Even as pressures for nations to move to cleaner types of fuel mount at U.N. climate negotiations taking place in Egypt, India’s coal minister indicated on Wednesday that coal will continue to play a significant role in the country until at least 2040.
Pralhad Joshi, the minister in charge of coal, said the fuel was an economical source of electricity and that India’s demand for it had not yet peaked.
Thus, Joshi said, “no shift away from coal is happening in the foreseeable future in India,” adding that it would continue to play a significant role through the year 2040 and beyond.
U.N. Secretary General Antonio Guterres has called for immediate action to reduce emissions, including the phase-out of coal by 2040, at the COP27 negotiations taking place till November 18 in Egypt.
India has long resisted giving up coal and manoeuvred with China at the COP26 negotiations, which were held in Britain last year, to prevent firmer promises to doing so.
The biggest power crisis in more than six years occurred in April as a result of months of dwindling fuel supplies at power plants. This crisis disrupted business as usual and prompted India to speed up coal mining.

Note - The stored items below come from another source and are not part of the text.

//! Nova room - final identity reveal
//!
//! The terminal room: the player names the cosmic song itself. Exact
//! identifier equality; a correct guess produces the Ophiuchus identity
//! narrative and makes the session eligible for completion. Nova can
//! never be skipped.

use crate::rooms::{GuessOutcome, NOVA_POINTS};
use crate::services::ContentGenerator;
use ophiuchus_common::models::Song;
use ophiuchus_common::Result;

/// Prompt text framing the final guess
pub async fn generate_prompt(generator: &dyn ContentGenerator, cosmic: &Song) -> Result<String> {
    let prompt = format!(
        "Write a two-sentence dramatic invitation for a player about to name the hidden \
         cosmic song. The song is \"{}\" by {}; do not reveal either.",
        cosmic.name,
        cosmic.artists.join(", "),
    );
    generator.generate(&prompt).await
}

/// Exact identifier equality against the cosmic song
pub fn check(guess_id: &str, cosmic: &Song) -> bool {
    guess_id == cosmic.id
}

/// Outcome of a final guess plus, on success, the identity narrative
pub struct NovaResolution {
    pub outcome: GuessOutcome,
    pub identity: Option<String>,
}

/// Resolve a final identity guess
pub async fn resolve_guess(
    generator: &dyn ContentGenerator,
    guess_id: &str,
    cosmic: &Song,
) -> Result<NovaResolution> {
    if !check(guess_id, cosmic) {
        return Ok(NovaResolution {
            outcome: GuessOutcome::failure(),
            identity: None,
        });
    }

    let identity = generate_identity(generator, cosmic).await?;

    Ok(NovaResolution {
        outcome: GuessOutcome {
            correct: true,
            score: NOVA_POINTS,
            reward_clue: identity.clone(),
        },
        identity: Some(identity),
    })
}

/// The narrative reveal unlocked at quest completion
pub async fn generate_identity(
    generator: &dyn ContentGenerator,
    cosmic: &Song,
) -> Result<String> {
    let prompt = format!(
        "The player has found their cosmic song: \"{}\" by {}. Write a short celestial \
         'Ophiuchus identity' for them in two sentences, weaving in the song's character.",
        cosmic.name,
        cosmic.artists.join(", "),
    );
    generator.generate(&prompt).await
}

#[cfg(test)]
mod tests {
    use super::*;

    #[test]
    fn test_check_is_exact_id_equality() {
        let cosmic = Song {
            id: "cosmic1".to_string(),
            name: "Track".to_string(),
            artists: vec!["Artist".to_string()],
            album: "Album".to_string(),
            image_url: String::new(),
            spotify_url: None,
        };
        assert!(check("cosmic1", &cosmic));
        assert!(!check("Cosmic1", &cosmic));
        assert!(!check("cosmic", &cosmic));
    }
}
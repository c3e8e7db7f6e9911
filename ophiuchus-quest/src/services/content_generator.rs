//! Content generator client
//!
//! Produces free-text puzzle content (riddles, trivia answers, vignettes)
//! from natural-language prompts. Failures are not retried; they surface
//! to the caller as generation errors.

use async_trait::async_trait;
use serde::{Deserialize, Serialize};
use std::time::Duration;

use ophiuchus_common::config::GeneratorConfig;
use ophiuchus_common::{Error, Result};

/// Generative text collaborator
#[async_trait]
pub trait ContentGenerator: Send + Sync {
    /// Produce free-text content for a prompt. Non-deterministic.
    async fn generate(&self, prompt: &str) -> Result<String>;
}

#[derive(Debug, Serialize)]
struct GenerateRequest<'a> {
    prompt: &'a str,
}

#[derive(Debug, Deserialize)]
struct GenerateResponse {
    text: String,
}

/// HTTP-backed content generator
pub struct HttpContentGenerator {
    http_client: reqwest::Client,
    endpoint: String,
    api_key: String,
}

impl HttpContentGenerator {
    pub fn new(config: &GeneratorConfig) -> Result<Self> {
        let http_client = reqwest::Client::builder()
            .timeout(Duration::from_secs(config.timeout_secs))
            .build()
            .map_err(|e| Error::Generation(e.to_string()))?;

        Ok(Self {
            http_client,
            endpoint: config.endpoint.clone(),
            api_key: config.api_key.clone(),
        })
    }
}

#[async_trait]
impl ContentGenerator for HttpContentGenerator {
    async fn generate(&self, prompt: &str) -> Result<String> {
        tracing::debug!(endpoint = %self.endpoint, "Requesting generated content");

        let mut request = self
            .http_client
            .post(&self.endpoint)
            .json(&GenerateRequest { prompt });

        if !self.api_key.is_empty() {
            request = request.bearer_auth(&self.api_key);
        }

        let response = request
            .send()
            .await
            .map_err(|e| Error::Generation(format!("Request failed: {}", e)))?;

        let status = response.status();
        if !status.is_success() {
            let error_text = response.text().await.unwrap_or_default();
            return Err(Error::Generation(format!(
                "Generator returned {}: {}",
                status, error_text
            )));
        }

        let body: GenerateResponse = response
            .json()
            .await
            .map_err(|e| Error::Generation(format!("Invalid response body: {}", e)))?;

        let text = body.text.trim().to_string();
        if text.is_empty() {
            return Err(Error::Generation("Generator returned empty text".to_string()));
        }

        Ok(text)
    }
}
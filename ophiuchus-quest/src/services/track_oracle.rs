//! Track oracle client (Spotify Web API)
//!
//! Read-only music catalog access: ranked listening history, free-text
//! track search, and lookup by ID. The oracle's wire format is mapped to
//! the internal `Song` value type once here at the boundary; untyped
//! responses never propagate inward.

use async_trait::async_trait;
use serde::Deserialize;
use std::time::Duration;

use ophiuchus_common::config::OracleConfig;
use ophiuchus_common::models::Song;
use ophiuchus_common::{Error, Result};

/// Music catalog collaborator
#[async_trait]
pub trait TrackOracle: Send + Sync {
    /// Ranked listening history for the bearer's user
    async fn top_tracks(&self, bearer: &str, limit: usize) -> Result<Vec<Song>>;

    /// Free-text track search
    async fn search_track(&self, bearer: &str, query: &str, limit: usize) -> Result<Vec<Song>>;

    /// Resolve a single track by catalog ID
    async fn get_track(&self, bearer: &str, id: &str) -> Result<Song>;
}

// Wire format structs - Spotify Web API shapes

#[derive(Debug, Deserialize)]
struct WireTrack {
    id: String,
    name: String,
    artists: Vec<WireArtist>,
    album: WireAlbum,
    #[serde(default)]
    external_urls: WireExternalUrls,
}

#[derive(Debug, Deserialize)]
struct WireArtist {
    name: String,
}

#[derive(Debug, Deserialize)]
struct WireAlbum {
    name: String,
    #[serde(default)]
    images: Vec<WireImage>,
}

#[derive(Debug, Deserialize)]
struct WireImage {
    url: String,
}

#[derive(Debug, Default, Deserialize)]
struct WireExternalUrls {
    spotify: Option<String>,
}

#[derive(Debug, Deserialize)]
struct WirePaging {
    items: Vec<WireTrack>,
}

#[derive(Debug, Deserialize)]
struct WireSearchResponse {
    tracks: WirePaging,
}

impl From<WireTrack> for Song {
    fn from(track: WireTrack) -> Self {
        Song {
            id: track.id,
            name: track.name,
            artists: track.artists.into_iter().map(|a| a.name).collect(),
            album: track.album.name,
            image_url: track
                .album
                .images
                .into_iter()
                .next()
                .map(|i| i.url)
                .unwrap_or_default(),
            spotify_url: track.external_urls.spotify,
        }
    }
}

/// Spotify Web API client
pub struct SpotifyOracle {
    http_client: reqwest::Client,
    base_url: String,
}

impl SpotifyOracle {
    pub fn new(config: &OracleConfig) -> Result<Self> {
        let http_client = reqwest::Client::builder()
            .timeout(Duration::from_secs(config.timeout_secs))
            .build()
            .map_err(|e| Error::Oracle(e.to_string()))?;

        Ok(Self {
            http_client,
            base_url: config.base_url.trim_end_matches('/').to_string(),
        })
    }

    async fn get_json<T: serde::de::DeserializeOwned>(
        &self,
        bearer: &str,
        url: &str,
    ) -> Result<T> {
        let response = self
            .http_client
            .get(url)
            .bearer_auth(bearer)
            .send()
            .await
            .map_err(|e| Error::Oracle(format!("Request failed: {}", e)))?;

        let status = response.status();

        if status == reqwest::StatusCode::UNAUTHORIZED {
            return Err(Error::Unauthorized(
                "Catalog credential rejected or expired".to_string(),
            ));
        }

        if status == reqwest::StatusCode::NOT_FOUND {
            return Err(Error::NotFound("Track not found in catalog".to_string()));
        }

        if !status.is_success() {
            let error_text = response.text().await.unwrap_or_default();
            return Err(Error::Oracle(format!(
                "Catalog returned {}: {}",
                status, error_text
            )));
        }

        response
            .json()
            .await
            .map_err(|e| Error::Oracle(format!("Invalid response body: {}", e)))
    }
}

#[async_trait]
impl TrackOracle for SpotifyOracle {
    async fn top_tracks(&self, bearer: &str, limit: usize) -> Result<Vec<Song>> {
        let url = format!("{}/me/top/tracks?limit={}", self.base_url, limit);
        let paging: WirePaging = self.get_json(bearer, &url).await?;

        tracing::debug!(count = paging.items.len(), "Fetched top tracks from catalog");

        Ok(paging.items.into_iter().map(Song::from).collect())
    }

    async fn search_track(&self, bearer: &str, query: &str, limit: usize) -> Result<Vec<Song>> {
        let url = format!(
            "{}/search?q={}&type=track&limit={}",
            self.base_url,
            urlencode(query),
            limit
        );
        let search: WireSearchResponse = self.get_json(bearer, &url).await?;

        Ok(search.tracks.items.into_iter().map(Song::from).collect())
    }

    async fn get_track(&self, bearer: &str, id: &str) -> Result<Song> {
        let url = format!("{}/tracks/{}", self.base_url, id);
        let track: WireTrack = self.get_json(bearer, &url).await?;
        Ok(track.into())
    }
}

/// Minimal percent-encoding for query strings
fn urlencode(s: &str) -> String {
    let mut out = String::with_capacity(s.len());
    for byte in s.bytes() {
        match byte {
            b'A'..=b'Z' | b'a'..=b'z' | b'0'..=b'9' | b'-' | b'_' | b'.' | b'~' => {
                out.push(byte as char)
            }
            b' ' => out.push('+'),
            other => out.push_str(&format!("%{:02X}", other)),
        }
    }
    out
}
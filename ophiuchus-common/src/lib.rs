//! Shared types for the Ophiuchus quest service
//!
//! Error taxonomy, configuration resolution, the game data model, and
//! database initialization used by the ophiuchus-quest service crate.

pub mod config;
pub mod db;
pub mod error;
pub mod models;

pub use crate::error::{Error, Result};
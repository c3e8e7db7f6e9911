//! Quest session endpoints
//!
//! Session creation, owner-only reads with cosmic-song redaction,
//! room skips, and completion.

use axum::{
    extract::{Path, State},
    Extension, Json,
};
use chrono::{DateTime, Utc};
use serde::Serialize;
use std::collections::HashMap;
use uuid::Uuid;

use crate::api::auth::AuthUser;
use crate::progression;
use crate::{ApiError, ApiResult, AppState};
use ophiuchus_common::models::{GameSession, Room, RoomClue, Song};

/// How many top tracks to draw candidates from
const CANDIDATE_LIMIT: usize = 20;

/// Client-facing session projection.
///
/// The cosmic song is redacted (omitted) until the session is
/// completed; leaking it early would hand the player the answer.
#[derive(Debug, Serialize)]
pub struct SessionView {
    pub session_id: Uuid,
    pub completed: bool,
    #[serde(skip_serializing_if = "Option::is_none")]
    pub cosmic_song: Option<Song>,
    pub intermediary_songs: Vec<Song>,
    pub initial_clue: String,
    pub rooms_completed: Vec<Room>,
    pub room_clues: HashMap<Room, RoomClue>,
    pub final_guesses: i64,
    #[serde(skip_serializing_if = "Option::is_none")]
    pub ophiuchus_identity: Option<String>,
    pub total_points: i64,
    pub created_at: DateTime<Utc>,
}

impl SessionView {
    pub fn from_session(session: GameSession) -> Self {
        let total_points = session.total_points();
        let cosmic_song = if session.completed {
            Some(session.cosmic_song)
        } else {
            None
        };

        Self {
            session_id: session.session_id,
            completed: session.completed,
            cosmic_song,
            intermediary_songs: session.intermediary_songs,
            initial_clue: session.initial_clue,
            rooms_completed: session.rooms_completed,
            room_clues: session.room_clues,
            final_guesses: session.final_guesses,
            ophiuchus_identity: session.ophiuchus_identity,
            total_points,
            created_at: session.created_at,
        }
    }
}

/// POST /api/quest/start
///
/// Draws the cosmic and intermediary songs from the player's listening
/// history and creates a fresh session.
pub async fn start_quest(
    State(state): State<AppState>,
    Extension(user): Extension<AuthUser>,
) -> ApiResult<Json<SessionView>> {
    let candidates = state
        .oracle
        .top_tracks(&user.oracle_bearer, CANDIDATE_LIMIT)
        .await?;

    let session = progression::create_session(
        &state.db,
        state.generator.as_ref(),
        state.selector.as_ref(),
        &user.user_id,
        &user.spotify_user_id,
        &candidates,
    )
    .await?;

    Ok(Json(SessionView::from_session(session)))
}

/// GET /api/quest/:session_id
///
/// Owner-only; the cosmic song stays redacted pre-completion.
pub async fn get_quest(
    State(state): State<AppState>,
    Extension(user): Extension<AuthUser>,
    Path(session_id): Path<Uuid>,
) -> ApiResult<Json<SessionView>> {
    let session = progression::load_owned(&state.db, session_id, &user.user_id).await?;
    Ok(Json(SessionView::from_session(session)))
}

#[derive(Debug, Serialize)]
pub struct CompleteResponse {
    pub session_id: Uuid,
    pub completed: bool,
    pub total_points: i64,
    pub cosmic_song: Song,
    #[serde(skip_serializing_if = "Option::is_none")]
    pub ophiuchus_identity: Option<String>,
}

/// POST /api/quest/:session_id/complete
///
/// Marks the session completed, archives it into the profile and
/// leaderboard, and retires the session document. A repeat call sees
/// 404 once the document is gone; archival itself is idempotent as a
/// second guard.
pub async fn complete_quest(
    State(state): State<AppState>,
    Extension(user): Extension<AuthUser>,
    Path(session_id): Path<Uuid>,
) -> ApiResult<Json<CompleteResponse>> {
    let session =
        progression::complete_session(&state.db, session_id, &user.user_id, &user.username)
            .await?;

    Ok(Json(CompleteResponse {
        session_id: session.session_id,
        completed: true,
        total_points: session.total_points(),
        cosmic_song: session.cosmic_song,
        ophiuchus_identity: session.ophiuchus_identity,
    }))
}

#[derive(Debug, Serialize)]
pub struct SkipResponse {
    pub room: Room,
    pub clue: String,
    pub score: i64,
    pub completed: bool,
}

/// POST /api/quest/:session_id/skip/:room
///
/// Valid only for the non-terminal rooms; nova and unknown room
/// identifiers are rejected before any mutation.
pub async fn skip_room(
    State(state): State<AppState>,
    Extension(user): Extension<AuthUser>,
    Path((session_id, room)): Path<(Uuid, String)>,
) -> ApiResult<Json<SkipResponse>> {
    let room: Room = room
        .parse()
        .map_err(|_| ApiError::BadRequest(format!("Invalid room identifier: {}", room)))?;

    let session = progression::skip_room(&state.db, session_id, &user.user_id, room).await?;

    // Skipping an already-resolved room is a no-op; report the frozen
    // record either way.
    let stored = session.room_clue(room).cloned().unwrap_or_default();

    Ok(Json(SkipResponse {
        room,
        clue: stored.clue.unwrap_or_default(),
        score: stored.score.unwrap_or(0),
        completed: true,
    }))
}
//! Game data model
//!
//! Value types shared between the quest service, the persistence layer,
//! and the archival rollups. Aggregates (`GameSession`, `UserProfile`)
//! are stored as JSON text columns; everything here derives serde.

use std::collections::HashMap;
use std::fmt;
use std::str::FromStr;

use chrono::{DateTime, Utc};
use serde::{Deserialize, Serialize};
use uuid::Uuid;

/// A track drawn from the player's listening history.
///
/// Identity is `id` (opaque catalog identifier). Immutable once embedded
/// in a session.
#[derive(Debug, Clone, PartialEq, Eq, Serialize, Deserialize)]
pub struct Song {
    /// Opaque external catalog identifier
    pub id: String,
    /// Track title
    pub name: String,
    /// Credited artists, primary artist first
    pub artists: Vec<String>,
    /// Album title
    pub album: String,
    /// Cover art URL
    pub image_url: String,
    /// External catalog page URL
    #[serde(default, skip_serializing_if = "Option::is_none")]
    pub spotify_url: Option<String>,
}

impl Song {
    /// Primary (first-credited) artist, if any
    pub fn primary_artist(&self) -> Option<&str> {
        self.artists.first().map(String::as_str)
    }
}

/// The five quest rooms, in traversal order.
///
/// Identifiers are fixed and case-sensitive on the wire (`nebula`,
/// `cradle`, `comet`, `aurora`, `nova`).
#[derive(Debug, Clone, Copy, PartialEq, Eq, Hash, PartialOrd, Ord, Serialize, Deserialize)]
#[serde(rename_all = "lowercase")]
pub enum Room {
    Nebula,
    Cradle,
    Comet,
    Aurora,
    Nova,
}

impl Room {
    /// All rooms in traversal order
    pub const ALL: [Room; 5] = [
        Room::Nebula,
        Room::Cradle,
        Room::Comet,
        Room::Aurora,
        Room::Nova,
    ];

    pub fn as_str(&self) -> &'static str {
        match self {
            Room::Nebula => "nebula",
            Room::Cradle => "cradle",
            Room::Comet => "comet",
            Room::Aurora => "aurora",
            Room::Nova => "nova",
        }
    }

    /// Whether the room may be skipped. Nova is the terminal identity
    /// room and can never be skipped.
    pub fn skippable(&self) -> bool {
        !matches!(self, Room::Nova)
    }
}

impl fmt::Display for Room {
    fn fmt(&self, f: &mut fmt::Formatter<'_>) -> fmt::Result {
        f.write_str(self.as_str())
    }
}

impl FromStr for Room {
    type Err = crate::Error;

    /// Case-sensitive parse; rejects anything outside the fixed set.
    fn from_str(s: &str) -> Result<Self, Self::Err> {
        match s {
            "nebula" => Ok(Room::Nebula),
            "cradle" => Ok(Room::Cradle),
            "comet" => Ok(Room::Comet),
            "aurora" => Ok(Room::Aurora),
            "nova" => Ok(Room::Nova),
            other => Err(crate::Error::InvalidInput(format!(
                "Invalid room identifier: {}",
                other
            ))),
        }
    }
}

/// Persisted outcome record for one room within one session.
///
/// Once `completed` is true the record is frozen: repeated puzzle
/// requests for the room must return the stored fields verbatim rather
/// than regenerate content.
#[derive(Debug, Clone, Default, PartialEq, Serialize, Deserialize)]
pub struct RoomClue {
    /// Puzzle or reward text shown to the player
    #[serde(default, skip_serializing_if = "Option::is_none")]
    pub clue: Option<String>,
    /// Whether the last guess was correct
    #[serde(default, skip_serializing_if = "Option::is_none")]
    pub correct: Option<bool>,
    /// Points awarded for this room
    #[serde(default, skip_serializing_if = "Option::is_none")]
    pub score: Option<i64>,
    /// Guess attempts made so far
    #[serde(default)]
    pub attempts: i64,
    /// Whether the room is resolved (frozen)
    #[serde(default)]
    pub completed: bool,
    /// Opaque audio blob reference, where the room has one
    #[serde(default, skip_serializing_if = "Option::is_none")]
    pub audio_url: Option<String>,
    /// Free-text questions consumed (Cradle only)
    #[serde(default, skip_serializing_if = "Option::is_none")]
    pub questions_asked: Option<i64>,
    /// Target emotion descriptor pinned at puzzle time (Aurora only);
    /// scoring must judge guesses against this stored value
    #[serde(default, skip_serializing_if = "Option::is_none")]
    pub target_emotion: Option<String>,
}

/// The central mutable aggregate: one in-flight quest per player.
///
/// Mutated exclusively by the progression controller; deleted after
/// successful archival into the profile/leaderboard rollups.
#[derive(Debug, Clone, Serialize, Deserialize)]
pub struct GameSession {
    pub session_id: Uuid,
    /// Owning user; every read/write must verify ownership
    pub user_id: String,
    pub spotify_user_id: String,
    /// The hidden target track. Never exposed pre-completion.
    pub cosmic_song: Song,
    /// Supporting tracks used as puzzle source material
    pub intermediary_songs: Vec<Song>,
    pub initial_clue: String,
    /// Append-only, no duplicates
    pub rooms_completed: Vec<Room>,
    pub room_clues: HashMap<Room, RoomClue>,
    /// Final identity guess counter
    pub final_guesses: i64,
    pub completed: bool,
    /// Narrative reveal payload, set when Nova is resolved
    pub ophiuchus_identity: Option<String>,
    /// Optimistic-concurrency counter for read-modify-write merges
    #[serde(default)]
    pub version: i64,
    pub created_at: DateTime<Utc>,
}

impl GameSession {
    /// Sum of awarded points over all room clues
    pub fn total_points(&self) -> i64 {
        self.room_clues.values().filter_map(|c| c.score).sum()
    }

    /// Stored clue record for a room, if any interaction happened yet
    pub fn room_clue(&self, room: Room) -> Option<&RoomClue> {
        self.room_clues.get(&room)
    }

    /// Whether a room has been resolved (completed or skipped)
    pub fn is_room_completed(&self, room: Room) -> bool {
        self.room_clues
            .get(&room)
            .map(|c| c.completed)
            .unwrap_or(false)
    }

    /// Per-room point breakdown for archival
    pub fn room_points(&self) -> HashMap<Room, i64> {
        self.room_clues
            .iter()
            .map(|(room, clue)| (*room, clue.score.unwrap_or(0)))
            .collect()
    }
}

/// Immutable snapshot of a finished quest, appended to the profile
#[derive(Debug, Clone, Serialize, Deserialize)]
pub struct CompletedGame {
    pub session_id: Uuid,
    /// Summary of the revealed cosmic song
    pub cosmic_song: Song,
    pub total_points: i64,
    pub room_points: HashMap<Room, i64>,
    pub final_guess_attempts: i64,
    pub ophiuchus_identity: Option<String>,
    pub completed_at: DateTime<Utc>,
}

/// Durable per-user record; `completed_games` is append-only and only
/// the archival step mutates it.
#[derive(Debug, Clone, Serialize, Deserialize)]
pub struct UserProfile {
    pub user_id: String,
    pub spotify_user_id: String,
    pub username: String,
    pub total_games_played: i64,
    pub total_points: i64,
    pub completed_games: Vec<CompletedGame>,
}

impl UserProfile {
    /// Fresh profile for a user with no archived games yet
    pub fn new(user_id: &str, spotify_user_id: &str, username: &str) -> Self {
        Self {
            user_id: user_id.to_string(),
            spotify_user_id: spotify_user_id.to_string(),
            username: username.to_string(),
            total_games_played: 0,
            total_points: 0,
            completed_games: Vec::new(),
        }
    }

    /// Whether a session has already been folded into this profile
    pub fn has_archived(&self, session_id: Uuid) -> bool {
        self.completed_games
            .iter()
            .any(|g| g.session_id == session_id)
    }
}

/// Durable per-user ranking rollup. `total_points` only increases;
/// `highest_single_game_points` is a running max.
#[derive(Debug, Clone, Serialize, Deserialize)]
pub struct LeaderboardEntry {
    pub user_id: String,
    pub username: String,
    pub spotify_user_id: String,
    pub total_points: i64,
    pub total_games_completed: i64,
    pub highest_single_game_points: i64,
    pub last_played_at: DateTime<Utc>,
}

#[cfg(test)]
mod tests {
    use super::*;

    fn song(id: &str) -> Song {
        Song {
            id: id.to_string(),
            name: format!("Track {}", id),
            artists: vec!["Artist A".to_string(), "Artist B".to_string()],
            album: "Album".to_string(),
            image_url: "https://img.example/cover.jpg".to_string(),
            spotify_url: None,
        }
    }

    #[test]
    fn test_room_parse_is_case_sensitive() {
        assert_eq!("nebula".parse::<Room>().unwrap(), Room::Nebula);
        assert!("Nebula".parse::<Room>().is_err());
        assert!("NOVA".parse::<Room>().is_err());
        assert!("void".parse::<Room>().is_err());
    }

    #[test]
    fn test_nova_is_not_skippable() {
        assert!(Room::Nebula.skippable());
        assert!(Room::Cradle.skippable());
        assert!(Room::Comet.skippable());
        assert!(Room::Aurora.skippable());
        assert!(!Room::Nova.skippable());
    }

    #[test]
    fn test_room_clue_map_round_trips_as_json() {
        let mut clues = HashMap::new();
        clues.insert(
            Room::Comet,
            RoomClue {
                clue: Some("a lyric".to_string()),
                correct: Some(true),
                score: Some(100),
                attempts: 2,
                completed: true,
                ..Default::default()
            },
        );

        let json = serde_json::to_string(&clues).unwrap();
        assert!(json.contains("\"comet\""));

        let back: HashMap<Room, RoomClue> = serde_json::from_str(&json).unwrap();
        assert_eq!(back, clues);
    }

    #[test]
    fn test_total_points_sums_over_rooms() {
        let mut session = GameSession {
            session_id: Uuid::new_v4(),
            user_id: "u1".to_string(),
            spotify_user_id: "sp1".to_string(),
            cosmic_song: song("cosmic"),
            intermediary_songs: vec![song("i1"), song("i2")],
            initial_clue: "look up".to_string(),
            rooms_completed: Vec::new(),
            room_clues: HashMap::new(),
            final_guesses: 0,
            completed: false,
            ophiuchus_identity: None,
            version: 0,
            created_at: Utc::now(),
        };

        session.room_clues.insert(
            Room::Nebula,
            RoomClue {
                score: Some(100),
                completed: true,
                ..Default::default()
            },
        );
        session.room_clues.insert(
            Room::Aurora,
            RoomClue {
                score: Some(80),
                completed: true,
                ..Default::default()
            },
        );
        // Skipped room contributes nothing
        session.room_clues.insert(
            Room::Cradle,
            RoomClue {
                score: Some(0),
                completed: true,
                clue: Some("Room skipped".to_string()),
                ..Default::default()
            },
        );

        assert_eq!(session.total_points(), 180);
    }

    #[test]
    fn test_profile_detects_already_archived_session() {
        let sid = Uuid::new_v4();
        let mut profile = UserProfile::new("u1", "sp1", "player one");
        assert!(!profile.has_archived(sid));

        profile.completed_games.push(CompletedGame {
            session_id: sid,
            cosmic_song: song("cosmic"),
            total_points: 250,
            room_points: HashMap::new(),
            final_guess_attempts: 1,
            ophiuchus_identity: Some("Serpent Bearer".to_string()),
            completed_at: Utc::now(),
        });

        assert!(profile.has_archived(sid));
        assert!(!profile.has_archived(Uuid::new_v4()));
    }
}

The government said in a statement that coal accounts for more than 51% of India’s primary energy requirement and roughly 73% of power generation, while heatwaves increase the use of air cooling and raise electricity demand.
The wealthy world is under pressure to assist the developing world in financing the switch to cleaner fuel.
U.S. climate envoy John Kerry on Wednesday announced plans for companies to buy carbon credits to support countries switching out of coal power.